----- Provided data
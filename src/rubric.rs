#![warn(missing_docs)]
#![warn(clippy::missing_docs_in_private_items)]

use bon::Builder;

/// A single weighted rubric criterion.
///
/// The weight is only a hint rendered into the prompt; it is never
/// normalized or checked against the other weights.
#[derive(Debug, Clone, PartialEq, Builder)]
#[builder(on(String, into))]
pub struct RubricCriterion {
    /// Short name of the criterion, e.g. `Organization`.
    pub name:        String,
    /// Relative weight (usually points out of 100).
    pub weight:      f64,
    /// What the grader should look for.
    pub description: String,
}

impl RubricCriterion {
    /// Creates a criterion from its three parts.
    pub fn new(name: impl Into<String>, weight: f64, description: impl Into<String>) -> Self {
        Self {
            name: name.into(),
            weight,
            description: description.into(),
        }
    }

    /// Weight formatted without a trailing `.0` for whole numbers.
    pub fn weight_label(&self) -> String {
        format_weight(self.weight)
    }
}

/// An ordered list of rubric criteria.
#[derive(Debug, Clone, Default, PartialEq)]
pub struct Rubric {
    /// Criteria in the order they should be presented to the model.
    criteria: Vec<RubricCriterion>,
}

impl Rubric {
    /// Creates a rubric from criteria, keeping their order.
    pub fn new(criteria: Vec<RubricCriterion>) -> Self {
        Self { criteria }
    }

    /// The five-criterion essay rubric offered when the form first loads.
    pub fn essay_default() -> Self {
        Self::new(vec![
            RubricCriterion::new(
                "Content",
                30.0,
                "Evaluate the depth, relevance, and accuracy of the essay content.",
            ),
            RubricCriterion::new(
                "Organization",
                20.0,
                "Assess structure, flow, and logical progression of ideas.",
            ),
            RubricCriterion::new(
                "Language & Style",
                20.0,
                "Assess clarity, vocabulary, sentence variety, and tone.",
            ),
            RubricCriterion::new(
                "Grammar & Mechanics",
                20.0,
                "Evaluate grammar, spelling, punctuation, and adherence to writing conventions.",
            ),
            RubricCriterion::new(
                "Critical Thinking",
                10.0,
                "Assess analytical depth, originality, and insights.",
            ),
        ])
    }

    /// Returns the criteria in order.
    pub fn criteria(&self) -> &[RubricCriterion] {
        &self.criteria
    }

    /// Number of criteria.
    pub fn len(&self) -> usize {
        self.criteria.len()
    }

    /// True when there are no criteria.
    pub fn is_empty(&self) -> bool {
        self.criteria.is_empty()
    }

    /// Appends a placeholder criterion numbered after the current count.
    pub fn push_placeholder(&mut self) {
        let n = self.criteria.len() + 1;
        self.criteria.push(RubricCriterion::new(
            format!("New Criterion {n}"),
            10.0,
            "Description",
        ));
    }

    /// Drops the last criterion unless it is the only one left.
    pub fn remove_last(&mut self) -> Option<RubricCriterion> {
        if self.criteria.len() > 1 {
            self.criteria.pop()
        } else {
            None
        }
    }

    /// Iterates over the criteria.
    pub fn iter(&self) -> std::slice::Iter<'_, RubricCriterion> {
        self.criteria.iter()
    }
}

impl From<Vec<RubricCriterion>> for Rubric {
    fn from(criteria: Vec<RubricCriterion>) -> Self {
        Self::new(criteria)
    }
}

impl FromIterator<RubricCriterion> for Rubric {
    fn from_iter<I: IntoIterator<Item = RubricCriterion>>(iter: I) -> Self {
        Self::new(iter.into_iter().collect())
    }
}

impl<'a> IntoIterator for &'a Rubric {
    type IntoIter = std::slice::Iter<'a, RubricCriterion>;
    type Item = &'a RubricCriterion;

    fn into_iter(self) -> Self::IntoIter {
        self.criteria.iter()
    }
}

/// Formats a weight, dropping the fractional part when it is zero.
pub(crate) fn format_weight(weight: f64) -> String {
    if weight.fract() == 0.0 && weight.is_finite() {
        format!("{}", weight as i64)
    } else {
        format!("{weight}")
    }
}

#[cfg(test)]
mod tests {
    use super::*;

    #[test]
    fn default_rubric_has_five_criteria_in_order() {
        let rubric = Rubric::essay_default();
        let names: Vec<_> = rubric.iter().map(|c| c.name.as_str()).collect();
        assert_eq!(
            names,
            vec!["Content", "Organization", "Language & Style", "Grammar & Mechanics", "Critical Thinking"]
        );
    }

    #[test]
    fn placeholder_is_numbered_after_existing_criteria() {
        let mut rubric = Rubric::essay_default();
        rubric.push_placeholder();
        assert_eq!(rubric.len(), 6);
        assert_eq!(rubric.criteria()[5].name, "New Criterion 6");
        assert_eq!(rubric.criteria()[5].description, "Description");
    }

    #[test]
    fn remove_last_keeps_one_criterion() {
        let mut rubric = Rubric::new(vec![
            RubricCriterion::new("A", 50.0, "a"),
            RubricCriterion::new("B", 50.0, "b"),
        ]);
        assert_eq!(rubric.remove_last().map(|c| c.name), Some("B".to_string()));
        assert!(rubric.remove_last().is_none());
        assert_eq!(rubric.len(), 1);
    }

    #[test]
    fn weights_render_without_trailing_zero() {
        assert_eq!(format_weight(30.0), "30");
        assert_eq!(format_weight(12.5), "12.5");
        assert_eq!(format_weight(-5.0), "-5");
    }

    #[test]
    fn builder_accepts_str_fields() {
        let criterion = RubricCriterion::builder()
            .name("Argument")
            .weight(70.0)
            .description("strength of thesis")
            .build();
        assert_eq!(criterion, RubricCriterion::new("Argument", 70.0, "strength of thesis"));
    }
}
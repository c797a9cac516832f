#![warn(missing_docs)]
#![warn(clippy::missing_docs_in_private_items)]

//! # essay-grader
//!
//! Serves a single page where an instructor uploads a photo of a handwritten
//! essay, sets up a rubric, and gets a grade with feedback back from a
//! vision-language model.
//!
//! Set `OPENAI_API_KEY` in the environment or in a `.env` file, then run
//! `essay-grader` and open the printed address.

use std::{net::SocketAddr, sync::Arc};

use anyhow::{Context, Result};
use bpaf::*;
use dotenvy::dotenv;
use essay_grader::{
    Grader, OpenAiVision, config,
    web::{self, AppState},
};
use tracing::{Level, metadata::LevelFilter};
use tracing_subscriber::{fmt, prelude::*, util::SubscriberInitExt};

/// Command line options.
#[derive(Debug, Clone)]
struct Options {
    /// Address to serve the form on, overriding `ESSAY_GRADER_BIND`.
    bind: Option<SocketAddr>,
}

/// Parse the command line arguments.
fn options() -> Options {
    let bind = long("bind")
        .short('b')
        .help("Address to serve the grading form on, e.g. 127.0.0.1:8501")
        .argument::<SocketAddr>("ADDR")
        .optional();

    construct!(Options { bind })
        .to_options()
        .descr("Grade handwritten essays against a rubric with a vision-language model")
        .run()
}

#[tokio::main]
async fn main() -> Result<()> {
    dotenv().ok();

    let fmt = fmt::layer()
        .without_time()
        .with_file(false)
        .with_line_number(false);
    let filter_layer = LevelFilter::from_level(Level::INFO);
    tracing_subscriber::registry()
        .with(fmt)
        .with(filter_layer)
        .init();

    let opts = options();

    let cfg = config::ensure_initialized()?;
    let openai = config::openai_config().context("Cannot start without OpenAI credentials")?;
    let addr = match opts.bind {
        Some(addr) => addr,
        None => cfg.bind_addr()?,
    };

    let model = OpenAiVision::new(openai, cfg.http_client());
    let grader = Grader::new(Arc::new(model), cfg.pricing());
    tracing::info!(model = grader.model_name(), "grader ready");

    web::serve(addr, AppState::new(grader)).await
}
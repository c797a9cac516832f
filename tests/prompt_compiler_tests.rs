//! Properties of the rubric compiler.

use essay_grader::{
    GradeError, GradeLevel, GradingContext, Leniency, Rubric, RubricCriterion, prompt,
};

fn example_context() -> GradingContext {
    GradingContext::builder()
        .grade_level(GradeLevel::MiddleSchool)
        .leniency(Leniency::from_ratio(0.5).expect("ratio in range"))
        .rubric(vec![
            RubricCriterion::new("Grammar", 30.0, "clarity of sentence structure"),
            RubricCriterion::new("Argument", 70.0, "strength of thesis"),
        ])
        .build()
}

#[test]
fn compiling_is_deterministic() {
    let context = example_context();
    let first = prompt::compile(&context).expect("compile");
    let second = prompt::compile(&context.clone()).expect("compile");
    assert_eq!(first, second);
}

#[test]
fn example_rubric_mentions_criteria_grade_level_and_leniency() {
    let text = prompt::compile(&example_context()).expect("compile");

    assert!(text.contains("Grammar"));
    assert!(text.contains("Argument"));
    assert!(text.contains("GRADE LEVEL: Middle School (6-8)"));
    assert!(text.contains("GRADING APPROACH: BALANCED"));
    assert!(text.contains("LENIENCY: 5/10 (Balanced)"));
}

#[test]
fn every_criterion_appears_once_in_input_order() {
    let rubric: Rubric = vec![
        RubricCriterion::new("Zeta Voice", 10.0, "distinct zeta personality"),
        RubricCriterion::new("Alpha Evidence", 40.0, "alpha quotes support claims"),
        RubricCriterion::new("Mid Flow", 50.0, "mid paragraphs connect"),
    ]
    .into();
    let context = GradingContext::builder()
        .grade_level(GradeLevel::Graduate)
        .leniency(Leniency::new(9).unwrap())
        .rubric(rubric.clone())
        .build();
    let text = prompt::compile(&context).expect("compile");

    let mut last = 0;
    for criterion in &rubric {
        assert_eq!(text.matches(criterion.name.as_str()).count(), 1, "{}", criterion.name);
        assert_eq!(
            text.matches(criterion.description.as_str()).count(),
            1,
            "{}",
            criterion.description
        );
        let at = text.find(criterion.name.as_str()).unwrap();
        assert!(at > last, "{} is out of order", criterion.name);
        last = at;
    }
}

#[test]
fn leniency_and_grade_level_change_the_prompt() {
    let strict = GradingContext::builder()
        .leniency(Leniency::new(1).unwrap())
        .rubric(Rubric::essay_default())
        .build();
    let lenient = GradingContext {
        leniency: Leniency::new(10).unwrap(),
        ..strict.clone()
    };
    let strict_text = prompt::compile(&strict).unwrap();
    let lenient_text = prompt::compile(&lenient).unwrap();

    assert!(strict_text.contains("GRADING APPROACH: VERY STRICT"));
    assert!(lenient_text.contains("GRADING APPROACH: VERY LENIENT"));
    assert!(strict_text.contains("GRADE LEVEL: Elementary School (K-2)"));
    assert!(strict_text.contains("DO NOT expect complex vocabulary"));
}

#[test]
fn empty_rubric_is_refused() {
    let context = GradingContext::builder().rubric(Rubric::default()).build();
    assert!(matches!(prompt::compile(&context), Err(GradeError::EmptyRubric)));
}
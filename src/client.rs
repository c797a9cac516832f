#![warn(missing_docs)]
#![warn(clippy::missing_docs_in_private_items)]

//! Grading client: one call to a vision-language model per submission.

use async_openai::{
    Client as OpenAIClient,
    config::OpenAIConfig,
    types::{
        ChatCompletionRequestMessage, ChatCompletionRequestMessageContentPartImageArgs,
        ChatCompletionRequestMessageContentPartTextArgs, ChatCompletionRequestUserMessageArgs,
        ChatCompletionRequestUserMessageContentPart, CreateChatCompletionRequest,
        CreateChatCompletionRequestArgs, ImageUrlArgs,
    },
};
use async_trait::async_trait;
use tracing::{debug, instrument};

use crate::{config::OpenAiEnv, error::GradeError, request::EssayImage, usage::TokenUsage};

/// Text produced by the model, with token counts when the API reports them.
#[derive(Debug, Clone, PartialEq, Eq)]
pub struct Completion {
    /// Generated grade and feedback, displayed verbatim.
    pub text:  String,
    /// API-reported token usage.
    pub usage: Option<TokenUsage>,
}

/// A model that reads an image and a text prompt and answers with text.
#[async_trait]
pub trait VisionModel: Send + Sync {
    /// Identifier of the model, used in logs and the usage summary.
    fn model(&self) -> &str;

    /// Sends the prompt and the essay image and returns the generated text.
    /// Every failure is reported as [`GradeError::Api`].
    async fn complete(&self, prompt: &str, image: &EssayImage) -> Result<Completion, GradeError>;
}

/// [`VisionModel`] backed by an OpenAI-compatible chat-completions API.
#[derive(Clone)]
pub struct OpenAiVision {
    /// Configured API client.
    client: OpenAIClient<OpenAIConfig>,
    /// Model and tuning settings.
    env:    OpenAiEnv,
}

impl OpenAiVision {
    /// Creates a client for the configured endpoint, reusing `http_client`.
    pub fn new(env: OpenAiEnv, http_client: reqwest::Client) -> Self {
        let client = OpenAIClient::with_config(
            OpenAIConfig::new()
                .with_api_base(env.api_base())
                .with_api_key(env.api_key()),
        )
        .with_http_client(http_client);
        Self { client, env }
    }

    /// Builds the single user message carrying the prompt and the image.
    pub fn build_request(
        &self,
        prompt: &str,
        image: &EssayImage,
    ) -> Result<CreateChatCompletionRequest, GradeError> {
        let parts: Vec<ChatCompletionRequestUserMessageContentPart> = vec![
            ChatCompletionRequestMessageContentPartTextArgs::default()
                .text(prompt)
                .build()?
                .into(),
            ChatCompletionRequestMessageContentPartImageArgs::default()
                .image_url(
                    ImageUrlArgs::default()
                        .url(image.data_url())
                        .detail(self.env.image_detail())
                        .build()?,
                )
                .build()?
                .into(),
        ];

        let messages: Vec<ChatCompletionRequestMessage> =
            vec![ChatCompletionRequestUserMessageArgs::default()
                .content(parts)
                .build()?
                .into()];

        let mut args = CreateChatCompletionRequestArgs::default();
        args.model(self.env.model()).messages(messages).n(1u8);
        if let Some(temperature) = self.env.temperature() {
            args.temperature(temperature);
        }
        if let Some(top_p) = self.env.top_p() {
            args.top_p(top_p);
        }
        if let Some(effort) = self.env.reasoning_effort() {
            args.reasoning_effort(effort);
        }
        Ok(args.build()?)
    }
}

#[async_trait]
impl VisionModel for OpenAiVision {
    fn model(&self) -> &str {
        self.env.model()
    }

    #[instrument(skip_all, fields(model = %self.env.model(), image_bytes = image.len()))]
    async fn complete(&self, prompt: &str, image: &EssayImage) -> Result<Completion, GradeError> {
        let request = self.build_request(prompt, image)?;
        let response = self.client.chat().create(request).await?;

        let usage = response.usage.as_ref().map(|usage| TokenUsage {
            input_tokens:  u64::from(usage.prompt_tokens),
            output_tokens: u64::from(usage.completion_tokens),
        });
        debug!(?usage, choices = response.choices.len(), "model responded");

        let text = response
            .choices
            .into_iter()
            .next()
            .and_then(|choice| choice.message.content)
            .filter(|text| !text.trim().is_empty())
            .ok_or_else(|| GradeError::Api("the model returned no text".to_string()))?;

        Ok(Completion { text, usage })
    }
}
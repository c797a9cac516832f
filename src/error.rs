#![warn(missing_docs)]
#![warn(clippy::missing_docs_in_private_items)]

use async_openai::error::OpenAIError;

/// Everything that can end a grading submission.
///
/// Every variant is terminal for the submission it came from; the form is
/// re-rendered with the message and the user may resubmit.
#[derive(thiserror::Error, Debug)]
pub enum GradeError {
    /// A required configuration value is missing or blank.
    #[error("`{0}` must be set (in the environment or a `.env` file) before essays can be graded.")]
    MissingConfig(&'static str),
    /// The rubric has no criteria, so there is nothing to grade against.
    #[error("The rubric must contain at least one criterion.")]
    EmptyRubric,
    /// No essay image was attached to the submission.
    #[error("Attach an image of the essay before grading.")]
    MissingImage,
    /// The attached file is not a JPEG or PNG image.
    #[error("`{0}` is not a supported image; upload a JPEG or PNG file.")]
    UnsupportedImage(String),
    /// The attached image is over the size limit, given in MiB.
    #[error("The essay image is too large; images up to {0} MiB are accepted.")]
    ImageTooLarge(usize),
    /// Leniency must stay on the 1-10 scale.
    #[error("Leniency must be between 1 and 10, got {0}.")]
    LeniencyOutOfRange(String),
    /// The grade level is not one of the offered options.
    #[error("Unknown grade level: `{0}`.")]
    UnknownGradeLevel(String),
    /// The submitted form could not be read.
    #[error("The form submission could not be read: {0}")]
    InvalidForm(String),
    /// The upstream vision-language API failed or returned nothing usable.
    #[error("API call failed: {0}")]
    Api(String),
}

impl GradeError {
    /// Returns true when the error was raised locally, before any API call.
    pub fn is_local(&self) -> bool {
        !matches!(self, GradeError::Api(_))
    }
}

impl From<OpenAIError> for GradeError {
    fn from(err: OpenAIError) -> Self {
        GradeError::Api(err.to_string())
    }
}
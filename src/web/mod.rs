#![warn(missing_docs)]
#![warn(clippy::missing_docs_in_private_items)]

//! The grading form, served over HTTP.

/// Reading submitted form fields.
pub mod form;
/// HTML rendering.
pub mod page;

use std::net::SocketAddr;

use anyhow::{Context, Result};
use axum::{
    Router,
    extract::{DefaultBodyLimit, Multipart, State},
    response::Html,
    routing::get,
};
use tokio::net::TcpListener;
use tracing::{info, instrument, warn};

use self::{
    form::{FormAction, FormState, ParsedForm, read_fields},
    page::PageView,
};
use crate::{grader::Grader, request::MAX_IMAGE_BYTES};

/// Largest accepted request body. It holds a fresh upload and the base64
/// copy of the attached image, each bounded by [`MAX_IMAGE_BYTES`].
pub const MAX_UPLOAD_BYTES: usize = 25 * 1024 * 1024;

const _: () = assert!(MAX_IMAGE_BYTES / 3 * 4 + 4 + MAX_IMAGE_BYTES + 64 * 1024 < MAX_UPLOAD_BYTES);

/// State shared by the route handlers.
#[derive(Clone)]
pub struct AppState {
    /// Grades submissions.
    grader: Grader,
}

impl AppState {
    /// Creates the handler state.
    pub fn new(grader: Grader) -> Self {
        Self { grader }
    }
}

/// Builds the router for the grading page.
pub fn router(state: AppState) -> Router {
    Router::new()
        .route("/", get(index).post(submit))
        .route("/health", get(|| async { "OK" }))
        .layer(DefaultBodyLimit::max(MAX_UPLOAD_BYTES))
        .with_state(state)
}

/// Serves the grading page until the process is stopped.
#[instrument(skip(state))]
pub async fn serve(addr: SocketAddr, state: AppState) -> Result<()> {
    let listener = TcpListener::bind(addr)
        .await
        .with_context(|| format!("Could not bind to {addr}"))?;
    info!("Essay grading form available at http://{}", listener.local_addr()?);
    axum::serve(listener, router(state))
        .await
        .context("HTTP server stopped unexpectedly")
}

/// `GET /`: the empty form.
async fn index(State(state): State<AppState>) -> Html<String> {
    Html(page::render(&PageView {
        form: FormState::initial(),
        model: state.grader.model_name().to_string(),
        ..PageView::default()
    }))
}

/// `POST /`: add or remove a criterion, or grade the essay.
async fn submit(State(state): State<AppState>, multipart: Multipart) -> Html<String> {
    let read = read_fields(multipart).await;
    if let Some(err) = &read.error {
        warn!(error = %err, fields = read.fields.len(), "form submission was cut short");
    }
    let view = handle(&state.grader, ParsedForm::from_read(read)).await;
    Html(page::render(&view))
}

/// Applies a parsed submission and returns what the page should show.
///
/// The submitted values are always carried into the returned view, so a
/// failed grading call leaves the form as the user filled it in.
pub async fn handle(grader: &Grader, parsed: ParsedForm) -> PageView {
    let ParsedForm {
        mut state,
        action,
        problem,
    } = parsed;
    let mut view = PageView {
        model: grader.model_name().to_string(),
        ..PageView::default()
    };

    view.error = problem.as_ref().map(ToString::to_string);
    match action {
        FormAction::AddCriterion => state.rubric.push_placeholder(),
        FormAction::RemoveCriterion => {
            state.rubric.remove_last();
        }
        FormAction::Grade if problem.is_none() => match grader.grade(state.to_request()).await {
            Ok(outcome) => view.outcome = Some(outcome),
            Err(err) => view.error = Some(err.to_string()),
        },
        FormAction::Grade => {}
    }

    view.form = state;
    view
}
----------
Your task:
Determine how many lines in the listing above hold "VisionModel". Give the number without any other words.

Answer section:
3